Hart’s musical adventure began far from the blues, serving on the coast guard of the Mississippi River. When his family was established in Chicago, a city rich in blues culture, Hart met and was playing in the streets with other blues artists like the late Maxwell Street Jimmy or with Lucky Lopez, thus obtaining his second name ‘Youngblood’ from the older musicians. To get him to sit down and play, Hart used to put extra money in his tip boxes.

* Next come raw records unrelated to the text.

#[cfg(test)]
mod tests {
    use super::*;
    use crate::adapters::IniParser;
    use crate::ports::FileStream;
    use std::collections::HashMap;
    use std::io::Cursor;
    use std::sync::Mutex;

    #[derive(Debug, Default)]
    struct MemoryFiles {
        files: Mutex<HashMap<PathBuf, String>>,
    }

    impl MemoryFiles {
        fn with(path: &str, content: &str) -> Arc<Self> {
            let files = Self::default();
            files.write(path, content);
            Arc::new(files)
        }

        fn write(&self, path: &str, content: &str) {
            self.files
                .lock()
                .unwrap()
                .insert(PathBuf::from(path), content.to_string());
        }
    }

    impl FileProvider for MemoryFiles {
        fn open(&self, path: &Path) -> Result<Option<FileStream>> {
            Ok(self
                .files
                .lock()
                .unwrap()
                .get(path)
                .map(|c| Box::new(Cursor::new(c.clone().into_bytes())) as FileStream))
        }

        fn physical_path(&self, path: &Path) -> Option<PathBuf> {
            Some(Path::new("/memory").join(path))
        }
    }

    struct StubParser(Vec<Section>);

    impl SectionParser for StubParser {
        fn parse(&self, _content: &str) -> Result<Vec<Section>> {
            Ok(self.0.clone())
        }

        fn supported_extensions(&self) -> &[&str] {
            &["stub"]
        }
    }

    struct FailingParser;

    impl SectionParser for FailingParser {
        fn parse(&self, _content: &str) -> Result<Vec<Section>> {
            Err(ConfigError::ParseError {
                message: "unexpected token".to_string(),
                source: None,
            })
        }
    }

    fn ini_provider(files: Arc<MemoryFiles>, path: &str) -> IniConfigurationProvider {
        IniConfigurationProvider::new(path, files, Arc::new(IniParser::new()))
    }

    #[test]
    fn test_flatten_single_section() {
        let sections = vec![Section::named("db").with_entry("host", "localhost")];
        let map = IniConfigurationProvider::flatten(&sections).unwrap();

        assert_eq!(map.len(), 1);
        assert_eq!(map.get("db:host"), Some("localhost"));
    }

    #[test]
    fn test_flatten_keeps_parser_order() {
        let sections = vec![
            Section::named("b").with_entry("y", "1").with_entry("x", "2"),
            Section::named("a").with_entry("z", "3"),
        ];
        let map = IniConfigurationProvider::flatten(&sections).unwrap();

        let keys: Vec<&str> = map.keys().map(ConfigKey::as_str).collect();
        assert_eq!(keys, vec!["b:y", "b:x", "a:z"]);
    }

    #[test]
    fn test_flatten_root_keys_unprefixed() {
        let sections = vec![
            Section::root().with_entry("debug", "true"),
            Section::named("app").with_entry("debug", "false"),
        ];
        let map = IniConfigurationProvider::flatten(&sections).unwrap();

        assert_eq!(map.get("debug"), Some("true"));
        assert_eq!(map.get("app:debug"), Some("false"));
    }

    #[test]
    fn test_flatten_duplicate_sections_fail() {
        let sections = vec![
            Section::named("db").with_entry("host", "first"),
            Section::named("db").with_entry("host", "second"),
        ];
        let err = IniConfigurationProvider::flatten(&sections).unwrap_err();

        assert!(matches!(err, ConfigError::DuplicateKey { ref key } if key == "db:host"));
    }

    #[test]
    fn test_flatten_case_only_collision_fails() {
        let sections = vec![
            Section::named("DB").with_entry("host", "first"),
            Section::named("db").with_entry("HOST", "second"),
        ];
        let err = IniConfigurationProvider::flatten(&sections).unwrap_err();

        assert!(matches!(err, ConfigError::DuplicateKey { ref key } if key == "db:HOST"));
    }

    #[test]
    fn test_flatten_section_and_nested_key_collision_fails() {
        // "a:b" + "c" and "a" + "b:c" both flatten to "a:b:c"
        let sections = vec![
            Section::named("a:b").with_entry("c", "1"),
            Section::named("a").with_entry("b:c", "2"),
        ];
        assert!(matches!(
            IniConfigurationProvider::flatten(&sections),
            Err(ConfigError::DuplicateKey { .. })
        ));
    }

    #[test]
    fn test_load_from_stream() {
        let provider = ini_provider(Arc::new(MemoryFiles::default()), "app.ini");
        provider
            .load_from("[db]\nhost=localhost\nport=5432\n".as_bytes())
            .unwrap();

        assert_eq!(provider.get("db:host").as_deref(), Some("localhost"));
        assert_eq!(provider.get("db:port").as_deref(), Some("5432"));
        assert_eq!(provider.keys().len(), 2);
    }

    #[test]
    fn test_load_from_case_insensitive_lookup() {
        let provider = ini_provider(Arc::new(MemoryFiles::default()), "app.ini");
        provider.load_from("[Section]\nKey=value\n".as_bytes()).unwrap();

        assert_eq!(provider.get("section:key").as_deref(), Some("value"));
        assert_eq!(provider.get("SECTION:KEY").as_deref(), Some("value"));
        assert_eq!(provider.keys()[0].as_str(), "Section:Key");
    }

    #[test]
    fn test_load_from_strips_bom() {
        let provider = ini_provider(Arc::new(MemoryFiles::default()), "app.ini");
        provider
            .load_from("\u{feff}[app]\nname=demo\n".as_bytes())
            .unwrap();

        assert_eq!(provider.get("app:name").as_deref(), Some("demo"));
    }

    #[test]
    fn test_load_from_invalid_utf8() {
        let provider = ini_provider(Arc::new(MemoryFiles::default()), "app.ini");
        let result = provider.load_from(&[0xff, 0xfe, 0x00][..]);

        assert!(matches!(result, Err(ConfigError::IoError(_))));
    }

    #[test]
    fn test_load_from_uses_injected_parser() {
        let parser = StubParser(vec![Section::named("stub").with_entry("k", "v")]);
        let provider = IniConfigurationProvider::new(
            "ignored.stub",
            Arc::new(MemoryFiles::default()),
            Arc::new(parser),
        );
        provider.load_from("anything at all".as_bytes()).unwrap();

        assert_eq!(provider.get("stub:k").as_deref(), Some("v"));
    }

    #[test]
    fn test_parse_error_passes_through() {
        let provider = IniConfigurationProvider::new(
            "app.ini",
            Arc::new(MemoryFiles::default()),
            Arc::new(FailingParser),
        );
        match provider.load_from("x".as_bytes()) {
            Err(ConfigError::ParseError { message, .. }) => assert_eq!(message, "unexpected token"),
            other => panic!("expected parse error, got {other:?}"),
        }
    }

    #[test]
    fn test_failed_load_keeps_previous_data() {
        let provider = ini_provider(Arc::new(MemoryFiles::default()), "app.ini");
        provider.load_from("[db]\nhost=old\n".as_bytes()).unwrap();

        let result = provider.load_from("[db]\nHost=a\nhost=b\n".as_bytes());
        assert!(result.is_err());
        assert_eq!(provider.get("db:host").as_deref(), Some("old"));

        let result = provider.load_from("[broken\n".as_bytes());
        assert!(result.is_err());
        assert_eq!(provider.get("db:host").as_deref(), Some("old"));
    }

    #[test]
    fn test_load_existing_file() {
        let files = MemoryFiles::with("app.ini", "[server]\nport=8080\n");
        let provider = ini_provider(files, "app.ini");
        provider.load().unwrap();

        assert_eq!(provider.get("server:port").as_deref(), Some("8080"));
    }

    #[test]
    fn test_load_missing_required_file() {
        let provider = ini_provider(Arc::new(MemoryFiles::default()), "missing.ini");

        match provider.load() {
            Err(ConfigError::FileNotFound { path }) => assert_eq!(path, Path::new("missing.ini")),
            other => panic!("expected missing file error, got {other:?}"),
        }
    }

    #[test]
    fn test_load_missing_optional_file_is_empty() {
        let mut provider = ini_provider(Arc::new(MemoryFiles::default()), "missing.ini");
        provider.optional = true;
        provider.load().unwrap();

        assert!(provider.keys().is_empty());
        assert!(provider.snapshot().unwrap().is_empty());
    }

    #[test]
    fn test_optional_file_removed_clears_data() {
        let files = MemoryFiles::with("app.ini", "[app]\nname=demo\n");
        let mut provider = ini_provider(Arc::clone(&files), "app.ini");
        provider.optional = true;
        provider.load().unwrap();
        assert_eq!(provider.keys().len(), 1);

        files.files.lock().unwrap().clear();
        provider.load().unwrap();
        assert!(provider.keys().is_empty());
    }

    #[test]
    fn test_reload_replaces_data() {
        let files = MemoryFiles::with("app.ini", "[app]\nname=first\nold=1\n");
        let provider = ini_provider(Arc::clone(&files), "app.ini");
        provider.load().unwrap();

        files.write("app.ini", "[app]\nname=second\n");
        provider.load().unwrap();

        assert_eq!(provider.get("app:name").as_deref(), Some("second"));
        assert_eq!(provider.get("app:old"), None);
    }

    #[test]
    fn test_clones_share_data() {
        let files = MemoryFiles::with("app.ini", "[app]\nname=shared\n");
        let provider = ini_provider(files, "app.ini");
        let clone = provider.clone();

        clone.load().unwrap();
        assert_eq!(provider.get("app:name").as_deref(), Some("shared"));
    }

    #[test]
    fn test_watch_path_only_when_reloading() {
        let mut provider = ini_provider(Arc::new(MemoryFiles::default()), "app.ini");
        assert_eq!(provider.watch_path(), None);

        provider.reload_on_change = true;
        assert_eq!(provider.watch_path(), Some(PathBuf::from("/memory/app.ini")));
    }

    #[test]
    fn test_from_source_requires_resolved_collaborators() {
        let source = IniConfigurationSource::new("app.ini");
        assert!(IniConfigurationProvider::from_source(source).is_err());
    }

    #[test]
    fn test_from_source_copies_flags() {
        let mut source = IniConfigurationSource::new("app.ini");
        source.optional = true;
        source.reload_on_change = true;
        source.reload_delay = Duration::from_secs(2);
        source.file_provider = Some(Arc::new(MemoryFiles::default()));
        source.parser = Some(Arc::new(IniParser::new()));

        let provider = IniConfigurationProvider::from_source(source).unwrap();
        assert!(provider.is_optional());
        assert!(provider.reloads_on_change());
        assert_eq!(provider.reload_delay(), Duration::from_secs(2));
        assert_eq!(provider.path(), Path::new("app.ini"));
        assert_eq!(provider.name(), "ini-file");
    }
}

In 1996, at the age of 33, he released his debut album “Big Mama’s Door”, an acoustic album of country-blues that put him in orbit within the genre. From there, his career has been on the rise, to the point of being nominated for the Grammy for his album “Down in the Alley” and winning the award for his contribution to the album “Beautiful Dreamer: The Songs of Stephen Foster.”
He appears in the documentaries “The Soul of a Man” by Wim Wenders, and also “Last of the Mississippi Jukes”, and is considered an heir to the legacy of Taj Mahal, being already an inspiration for contemporary blues musicians.